Assise dans le fauteuil derrière la fenêtre, j’attends. Un afflux de voitures venant déposer leurs enfants au collège passe rapidement puis laisse place au calme coutumier. J’attends. Le cotoneaster à baies rouges, qui calfeutre poteau et escalier en ciment à l’entrée du jardin, ne délimite qu’un espace , un entre - deux  où se terre mon regard. A l’espagnolette de la fenêtre, le piège à rêves oscille avec mélancolie sous l’effet de la chaleur ascendante du radiateur. J’attends. Un étourneau traverse le cadre de vue: nul ne s’en aperçoit. Patientant, je feuillette quelques pages, m’arrête sur un poème, m’empare d’un mot ou deux éclairés soudain d’une lumière plus vive. Dehors cela se précise, la tension est palpable. La trainée blanche d’un avion attire le regard jusqu’à la dernière bouffée qui vacille et disparait.
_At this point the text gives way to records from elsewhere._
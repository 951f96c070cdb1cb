//! External command invocation.
//!
//! Every stage body, install procedure and report action is an opaque external program.
//! The orchestrator only cares about arguments in and exit status out.

use crate::bootstrap::detection::find_executable;
use async_trait::async_trait;
use serde::Serialize;
use std::collections::BTreeMap;
use std::ffi::OsString;
use std::fmt;
use std::path::{Path, PathBuf};
use tokio::process::Command;
use tracing::debug;

/// Program plus argument list.
#[derive(Debug, Clone, PartialEq, Eq, Serialize)]
pub struct CommandSpec {
    pub program: String,
    pub args: Vec<String>,
}

impl CommandSpec {
    pub fn new<I, S>(program: impl Into<String>, args: I) -> Self
    where
        I: IntoIterator<Item = S>,
        S: Into<String>,
    {
        Self { program: program.into(), args: args.into_iter().map(Into::into).collect() }
    }

    /// `sh -c <script>`, used for the shell-based install fallbacks.
    pub fn shell(script: impl Into<String>) -> Self {
        Self { program: "sh".to_string(), args: vec!["-c".to_string(), script.into()] }
    }
}

impl fmt::Display for CommandSpec {
    fn fmt(&self, f: &mut fmt::Formatter<'_>) -> fmt::Result {
        f.write_str(&self.program)?;
        for arg in &self.args {
            if arg.is_empty() || arg.contains(char::is_whitespace) {
                write!(f, " '{arg}'")?;
            } else {
                write!(f, " {arg}")?;
            }
        }
        Ok(())
    }
}

/// Variables and working directory forwarded to a child process.
///
/// Children inherit the orchestrator's own environment; `vars` are layered on top.
#[derive(Debug, Clone, Default, PartialEq, Eq, Serialize)]
pub struct ProcessEnv {
    pub vars: BTreeMap<String, String>,
    pub cwd: PathBuf,
}

impl ProcessEnv {
    #[must_use]
    pub fn new(cwd: PathBuf) -> Self {
        Self { vars: BTreeMap::new(), cwd }
    }

    /// The search path children will see.
    pub fn search_path(&self) -> OsString {
        self.vars
            .get("PATH")
            .map(OsString::from)
            .or_else(|| std::env::var_os("PATH"))
            .unwrap_or_default()
    }
}

/// How an external command ended.
#[derive(Debug, Clone, PartialEq, Eq, Serialize)]
#[serde(tag = "type", content = "detail", rename_all = "snake_case")]
pub enum ExitOutcome {
    Exited(i32),
    /// Terminated by a signal, no exit code.
    Signaled,
    /// The program could not be started at all.
    SpawnFailed(String),
}

impl ExitOutcome {
    #[must_use]
    pub fn success(&self) -> bool {
        matches!(self, Self::Exited(0))
    }

    /// Status to propagate as the orchestrator's own exit code.
    #[must_use]
    pub fn exit_code(&self) -> i32 {
        match self {
            Self::Exited(code) => *code,
            Self::Signaled => 1,
            Self::SpawnFailed(_) => 127,
        }
    }
}

impl fmt::Display for ExitOutcome {
    fn fmt(&self, f: &mut fmt::Formatter<'_>) -> fmt::Result {
        match self {
            Self::Exited(code) => write!(f, "exit status {code}"),
            Self::Signaled => f.write_str("terminated by signal"),
            Self::SpawnFailed(reason) => write!(f, "failed to start: {reason}"),
        }
    }
}

#[async_trait]
pub trait CommandRunner: Send + Sync {
    /// Runs `command` to completion.
    async fn run(&self, command: &CommandSpec, env: &ProcessEnv) -> ExitOutcome;
}

/// Runs commands as real child processes with inherited stdio.
#[derive(Debug, Default, Clone, Copy)]
pub struct ProcessRunner;

impl ProcessRunner {
    fn resolve_program(program: &str, env: &ProcessEnv) -> PathBuf {
        find_executable(program, &env.search_path()).unwrap_or_else(|| PathBuf::from(program))
    }

    fn build(command: &CommandSpec, env: &ProcessEnv) -> Command {
        let program = Self::resolve_program(&command.program, env);
        let mut cmd = Command::new(program);
        cmd.args(&command.args).envs(&env.vars);
        if !env.cwd.as_os_str().is_empty() {
            cmd.current_dir(Path::new(&env.cwd));
        }
        cmd
    }
}

#[async_trait]
impl CommandRunner for ProcessRunner {
    async fn run(&self, command: &CommandSpec, env: &ProcessEnv) -> ExitOutcome {
        debug!(command = %command, cwd = %env.cwd.display(), "Spawning external command");

        let mut child = match Self::build(command, env).spawn() {
            Ok(child) => child,
            Err(e) => return ExitOutcome::SpawnFailed(format!("{}: {e}", command.program)),
        };

        match child.wait().await {
            Ok(status) => status.code().map_or(ExitOutcome::Signaled, ExitOutcome::Exited),
            Err(e) => ExitOutcome::SpawnFailed(format!("{}: {e}", command.program)),
        }
    }
}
J’attends. Cela ne devrait tarder. Les mots du poète  caressent, creusent leur ornière, ensemencent les silences. Un merle froisse l’instant. A l’angle des deux toits de la maison en surplomb, le ciel devient plus blanc, les yeux se rétrécissent sous la force du soleil qui point et découpe la cime du cyprès: très nettement alors, je vois, dans le dessin des branches, le creux d’une guillotine esquissée. Je place ma tête sur l’appuie-tête du fauteuil de manière à  être saisie par le soleil sur cette arête là. Comment ne pas songer à “Soleil cou coupé” d’Apollinaire…J’attends le couperet.